Failure to Notify Resident Representative of Repeated Changes in Condition
Penalty
Summary
The deficiency involves the facility’s failure to notify a resident’s Conservator of Person (COP) of significant changes in the resident’s condition over an eight-day period, as required by facility policy. The resident had multiple serious diagnoses, including heart failure, atrial fibrillation, sick sinus syndrome, atherosclerotic heart disease, COPD, and Alzheimer’s disease, and was care planned for monitoring of cardiac status, abnormal breath sounds, difficulty breathing, and signs of heart failure. The resident was cognitively intact per a quarterly MDS, with a BIMS score of 14, and required extensive assistance with ADLs. On one date, APRN #1 was asked to evaluate the resident due to respiratory symptoms and increased wheezing, continued cardiac medications, and ordered a chest x-ray, documenting that the plan was discussed with nursing.

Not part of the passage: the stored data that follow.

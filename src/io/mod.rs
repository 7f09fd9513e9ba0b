// Purpose - audio sources, fetching, and decoding

pub mod decode;
pub mod source;

pub use decode::DecodedBuffer;
pub use source::{AudioSource, FileFetcher, SourceFetcher};
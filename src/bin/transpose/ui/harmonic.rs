//! Key panel - original key, target key, pitch and link state

use ratatui::{
    layout::Rect,
    style::{Color, Modifier, Style},
    text::{Line, Span},
    widgets::{Block, Borders, Paragraph},
    Frame,
};

use saavy_transpose::harmonic::LinkState;

use super::View;

pub fn render_harmonic(frame: &mut Frame, area: Rect, view: &View) {
    let block = Block::default().title(" Key ").borders(Borders::ALL);

    let link = match view.link {
        Some(LinkState::Linked) => ("linked", Color::Green),
        Some(LinkState::Unlinked) => ("unlinked", Color::Yellow),
        Some(LinkState::SessionLocked) => ("stage key locked", Color::Red),
        None => ("-", Color::DarkGray),
    };

    let keys = Line::from(vec![
        Span::styled(format!(" {}", view.original_key), Style::default().fg(Color::White)),
        Span::styled("  →  ", Style::default().fg(Color::DarkGray)),
        Span::styled(
            view.target_key.clone(),
            Style::default().fg(Color::Cyan).add_modifier(Modifier::BOLD),
        ),
        Span::styled(format!("   Pitch: {:+}", view.pitch), Style::default().fg(Color::White)),
    ]);
    let state = Line::from(Span::styled(format!(" {}", link.0), Style::default().fg(link.1)));

    frame.render_widget(Paragraph::new(vec![keys, state]).block(block), area);
}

On another date, APRN #1 was again asked to evaluate the resident’s respiratory status, but the clinical record from that period did not show that the COP was notified of these changes in condition. Subsequently, nursing documentation showed that the resident became short of breath, with initially normal vital signs, then became hypoxic with an oxygen saturation of 72% on room air, which improved to 93% with 2L oxygen. APRN #1 was notified, administered IV Lasix 40 mg, and ordered STAT labs and a STAT chest x-ray, with continuation of oxygen. The nurse’s note for that event documented that the COP was notified of the change in condition. Later that same day, the resident’s death was pronounced, and the death certificate listed heart failure due to sick sinus syndrome and COPD as the primary cause of death. Review of the clinical record from the earlier dates through the date of death showed no documentation that the COP had been notified of the earlier changes in respiratory condition or the provider evaluations, despite facility policy requiring prompt notification of the resident’s representative for new treatment, acute conditions, deterioration in health, or exacerbation of chronic conditions. Interviews with the President of Clinical Services, APRN #1, and the ADON confirmed that nursing staff should have notified the COP and that the facility failed to follow its Notification of Change Policy during that period.

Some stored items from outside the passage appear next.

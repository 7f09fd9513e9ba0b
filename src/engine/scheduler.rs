/*
Progress Clock
==============

While audio plays, the host wants a steady stream of "where are we" samples
for its progress bar, and it needs to learn exactly once that the media
ran out. The progress clock is the bookkeeping half of that loop: the engine
arms it on play, disarms it on pause, stop, reset and load, and the host
drives it once per frame.

    host frame ─► next_tick() ─► Some(token) ─► engine.tick(token)
                       │                              │
                       └─► None (disarmed)            ├─► Progress(sample)
                                                      ├─► Ended
                                                      └─► Stale

Tokens
------

Every accepted tick rearms with a fresh token. A disarm throws the current
token away, so a token captured before pause/stop/reset can never advance
the clock again, even after a later re-arm. This is what keeps a late
callback from a previous playback from emitting progress or a second end.
*/

/// Identifies one scheduled progress tick.
#[derive(Clone, Copy, Debug, PartialEq, Eq, Hash)]
pub struct TickToken(u64);

/// Position snapshot published while playing.
#[derive(Clone, Copy, Debug, Default, PartialEq)]
pub struct ProgressSample {
    pub position_seconds: f64,
    pub duration_seconds: f64,
}

impl ProgressSample {
    /// 0..=100, or 0 for empty media.
    pub fn progress_percent(&self) -> f64 {
        if self.duration_seconds <= 0.0 {
            return 0.0;
        }
        (self.position_seconds / self.duration_seconds * 100.0).clamp(0.0, 100.0)
    }
}

#[derive(Clone, Copy, Debug, PartialEq)]
pub enum TickOutcome {
    /// The token was disarmed or already consumed.
    Stale,
    Progress(ProgressSample),
    /// Playback reached the end of the media; reported once.
    Ended,
}

#[derive(Debug, Default)]
pub struct ProgressClock {
    armed: Option<TickToken>,
    next_id: u64,
}

impl ProgressClock {
    pub fn new() -> Self {
        Self::default()
    }

    /// Schedule the first tick. Re-arming replaces any pending token.
    pub fn arm(&mut self) -> TickToken {
        let token = TickToken(self.next_id);
        self.next_id = self.next_id.wrapping_add(1);
        self.armed = Some(token);
        token
    }

    pub fn disarm(&mut self) {
        self.armed = None;
    }

    pub fn is_armed(&self) -> bool {
        self.armed.is_some()
    }

    /// Token the host should hand back on its next frame.
    pub fn next_tick(&self) -> Option<TickToken> {
        self.armed
    }

    /// Consume `token`. On success the clock is rearmed with a new token.
    pub fn accept(&mut self, token: TickToken) -> bool {
        if self.armed != Some(token) {
            return false;
        }
        self.arm();
        true
    }
}

#[cfg(test)]
mod tests {
    use super::*;

    #[test]
    fn tokens_rotate_on_every_tick() {
        let mut clock = ProgressClock::new();
        let first = clock.arm();
        assert!(clock.accept(first));

        let second = clock.next_tick().unwrap();
        assert_ne!(first, second);
        assert!(!clock.accept(first));
        assert!(clock.accept(second));
    }

    #[test]
    fn disarm_invalidates_captured_tokens() {
        let mut clock = ProgressClock::new();
        let token = clock.arm();
        clock.disarm();
        assert_eq!(clock.next_tick(), None);
        assert!(!clock.accept(token));

        clock.arm();
        assert!(!clock.accept(token));
    }

    #[test]
    fn percent_is_derived() {
        let sample = ProgressSample {
            position_seconds: 2.5,
            duration_seconds: 10.0,
        };
        assert_eq!(sample.progress_percent(), 25.0);
        assert_eq!(ProgressSample::default().progress_percent(), 0.0);
    }
}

Failure to Complete Provider-Ordered Chest X-Ray for Resident with Respiratory Symptoms
Penalty
Summary
The deficiency involves the facility’s failure to ensure that a provider-ordered diagnostic test was obtained and documented for a resident experiencing respiratory symptoms and multiple cardiac and pulmonary comorbidities. The resident had diagnoses including heart failure, atrial fibrillation, sick sinus syndrome, atherosclerotic heart disease, COPD, and Alzheimer’s disease, and was care planned for monitoring abnormal breath sounds, difficulty breathing, and signs of heart failure. On 12/15/25, an APRN evaluated the resident for respiratory symptoms, noted increased wheezing, and ordered a chest x-ray, with the plan discussed with nursing. However, the clinical record from 12/15/25 to 12/23/25 contained no chest x-ray order and no documentation explaining why the chest x-ray was not performed, despite facility policy requiring licensed staff receiving verbal orders to enter them into the medical record and follow through with appropriate notifications. Subsequent provider notes on 12/18/25 documented reassessment of the resident’s respiratory status, with no acute cardiopulmonary process noted and no mention of the previously ordered chest x-ray. On 12/23/25, the APRN again evaluated the resident for increased respiratory distress, administered IV Lasix, and ordered a STAT chest x-ray and STAT labs. Nursing documentation that day showed the resident became hypoxic with an oxygen saturation of 72% on room air, was placed on 2L oxygen with improvement to 93%, and that the APRN was notified and provided additional orders. Later that evening, the resident’s death was pronounced. Interviews with the APRN and multiple nurses who worked on the relevant shifts revealed no one could recall receiving or entering the original chest x-ray order, and there was no documentation to indicate why the chest x-ray ordered on 12/15/25 was not completed, constituting a failure to provide necessary care and services according to provider orders.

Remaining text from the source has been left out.